(Stored data entries)
// State management module
//
// StateManager wraps AppState in Arc<RwLock<T>> and broadcasts change events
// so the render session and any front end can follow the configuration.

use crate::models::catalog::ColorPreset;
use crate::models::{
    AppState, Color, CornerDotType, CornerSquareType, DotType, ErrorCorrectionLevel, ExportFormat,
    GatePhase, LogoSource, QrConfig, UploadedImage, ViewportKind,
};
use std::sync::{Arc, RwLock};
use tokio::sync::broadcast;

/// Change events emitted when state is modified
#[derive(Clone, Debug, PartialEq)]
pub enum StateChange {
    /// Any field of the QR configuration changed
    ConfigurationChanged { has_content: bool },

    /// The viewport was resized
    ViewportChanged { width: u32, kind: ViewportKind },

    ExportStarted { format: ExportFormat },
    ExportFinished { format: ExportFormat },

    CopyStarted,
    CopyFinished,

    /// The registration gate moved to another phase
    GateChanged { phase: GatePhase },

    /// The gate's inline error appeared, changed or was cleared
    GateError { message: Option<String> },

    /// A registration form field was edited
    FormEdited,
}

/// Thread-safe state manager with event emission
///
/// - Provides thread-safe access to [`AppState`] via `Arc<RwLock<T>>`
/// - Detects state changes and emits [`StateChange`] events
/// - Supports subscribing to state changes via tokio broadcast channels
///
/// Configuration edits are applied as whole-record updates under the write
/// lock, so subscribers never see a half-applied change.
pub struct StateManager {
    state: Arc<RwLock<AppState>>,

    /// Multiple subscribers can listen for state changes
    state_tx: broadcast::Sender<StateChange>,
}

impl StateManager {
    /// Create a new StateManager with default state and a 100 event buffer
    pub fn new() -> Self {
        Self::with_state(AppState::default())
    }

    pub fn with_state(state: AppState) -> Self {
        let (state_tx, _) = broadcast::channel(100);
        Self {
            state: Arc::new(RwLock::new(state)),
            state_tx,
        }
    }

    /// Clone of the current state, safe to use without holding locks
    pub fn snapshot(&self) -> AppState {
        self.state.read().unwrap().clone()
    }

    /// Execute a function with read access to the state
    ///
    /// # Example
    /// ```ignore
    /// let ready = state_manager.read(|state| state.can_download());
    /// ```
    pub fn read<F, R>(&self, f: F) -> R
    where
        F: FnOnce(&AppState) -> R,
    {
        let state = self.state.read().unwrap();
        f(&state)
    }

    /// Update the state and emit change events
    ///
    /// Captures the old state, applies `update_fn`, diffs the two and
    /// broadcasts one event per changed concern.
    ///
    /// # Returns
    /// The StateChange events that were emitted
    pub fn update<F>(&self, update_fn: F) -> Vec<StateChange>
    where
        F: FnOnce(&mut AppState),
    {
        let mut state = self.state.write().unwrap();
        let old_state = state.clone();

        update_fn(&mut state);

        let changes = self.detect_changes(&old_state, &state);

        for change in &changes {
            // Ignore send errors - it's OK if no one is listening
            let _ = self.state_tx.send(change.clone());
        }

        changes
    }

    pub fn subscribe(&self) -> broadcast::Receiver<StateChange> {
        self.state_tx.subscribe()
    }

    fn detect_changes(&self, old: &AppState, new: &AppState) -> Vec<StateChange> {
        let mut changes = Vec::new();

        if old.config != new.config {
            changes.push(StateChange::ConfigurationChanged {
                has_content: new.config.has_content(),
            });
        }

        if old.viewport_width != new.viewport_width {
            changes.push(StateChange::ViewportChanged {
                width: new.viewport_width,
                kind: new.viewport(),
            });
        }

        if old.downloading != new.downloading {
            if let Some(format) = old.downloading {
                changes.push(StateChange::ExportFinished { format });
            }
            if let Some(format) = new.downloading {
                changes.push(StateChange::ExportStarted { format });
            }
        }

        if old.copying != new.copying {
            changes.push(if new.copying {
                StateChange::CopyStarted
            } else {
                StateChange::CopyFinished
            });
        }

        if old.gate.phase != new.gate.phase {
            changes.push(StateChange::GateChanged {
                phase: new.gate.phase,
            });
        }

        if old.gate.error != new.gate.error {
            changes.push(StateChange::GateError {
                message: new.gate.error.clone(),
            });
        }

        if old.gate.form != new.gate.form {
            changes.push(StateChange::FormEdited);
        }

        changes
    }

    // Convenience methods for common configuration edits

    pub fn set_url(&self, url: impl Into<String>) -> Vec<StateChange> {
        let url = url.into();
        self.update(|state| state.config.url = url)
    }

    pub fn reset_url(&self) -> Vec<StateChange> {
        self.update(|state| state.config.url.clear())
    }

    pub fn set_foreground(&self, color: Color) -> Vec<StateChange> {
        self.update(|state| state.config.fg_color = color)
    }

    pub fn set_background(&self, color: Color) -> Vec<StateChange> {
        self.update(|state| state.config.bg_color = color)
    }

    pub fn set_level(&self, level: ErrorCorrectionLevel) -> Vec<StateChange> {
        self.update(|state| state.config.level = level)
    }

    pub fn set_include_margin(&self, include: bool) -> Vec<StateChange> {
        self.update(|state| state.config.include_margin = include)
    }

    pub fn set_dot_type(&self, dot_type: DotType) -> Vec<StateChange> {
        self.update(|state| state.config.dot_type = dot_type)
    }

    pub fn set_corner_square_type(&self, corner: Option<CornerSquareType>) -> Vec<StateChange> {
        self.update(|state| state.config.corner_square_type = corner)
    }

    pub fn set_corner_dot_type(&self, corner: Option<CornerDotType>) -> Vec<StateChange> {
        self.update(|state| state.config.corner_dot_type = corner)
    }

    /// Colours and body style change together
    pub fn apply_color_preset(&self, preset: &ColorPreset) -> Vec<StateChange> {
        self.update(|state| {
            state.config.fg_color = preset.fg;
            state.config.bg_color = preset.bg;
            state.config.dot_type = preset.style.dot_type();
        })
    }

    /// Replaces any preset selection
    pub fn upload_logo(&self, image: UploadedImage) -> Vec<StateChange> {
        self.update(|state| state.config.logo = LogoSource::Uploaded(image))
    }

    /// Replaces any uploaded image
    pub fn select_logo_preset(&self, id: impl Into<String>) -> Vec<StateChange> {
        let id = id.into();
        self.update(|state| state.config.logo = LogoSource::Preset(id))
    }

    pub fn remove_logo(&self) -> Vec<StateChange> {
        self.update(|state| state.config.logo = LogoSource::None)
    }

    pub fn replace_config(&self, config: QrConfig) -> Vec<StateChange> {
        self.update(|state| state.config = config)
    }

    pub fn set_viewport_width(&self, width: u32) -> Vec<StateChange> {
        self.update(|state| state.viewport_width = width)
    }

    // In-flight flags

    /// Mark an export as running. Returns false if one already is.
    pub fn begin_export(&self, format: ExportFormat) -> bool {
        let mut started = false;
        self.update(|state| {
            if state.downloading.is_none() {
                state.downloading = Some(format);
                started = true;
            }
        });
        started
    }

    pub fn finish_export(&self) -> Vec<StateChange> {
        self.update(|state| state.downloading = None)
    }

    /// Mark a clipboard copy as running. Returns false if one already is.
    pub fn begin_copy(&self) -> bool {
        let mut started = false;
        self.update(|state| {
            if !state.copying {
                state.copying = true;
                started = true;
            }
        });
        started
    }

    pub fn finish_copy(&self) -> Vec<StateChange> {
        self.update(|state| state.copying = false)
    }
}

impl Default for StateManager {
    fn default() -> Self {
        Self::new()
    }
}

impl Clone for StateManager {
    fn clone(&self) -> Self {
        Self {
            state: Arc::clone(&self.state),
            state_tx: self.state_tx.clone(),
        }
    }
}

* What to do:
Extract all lines of the records above that include "access".

* Answer below:
/// - Provides thread-safe access to [`AppState`] via `Arc<RwLock<T>>`
    /// Execute a function with read access to the state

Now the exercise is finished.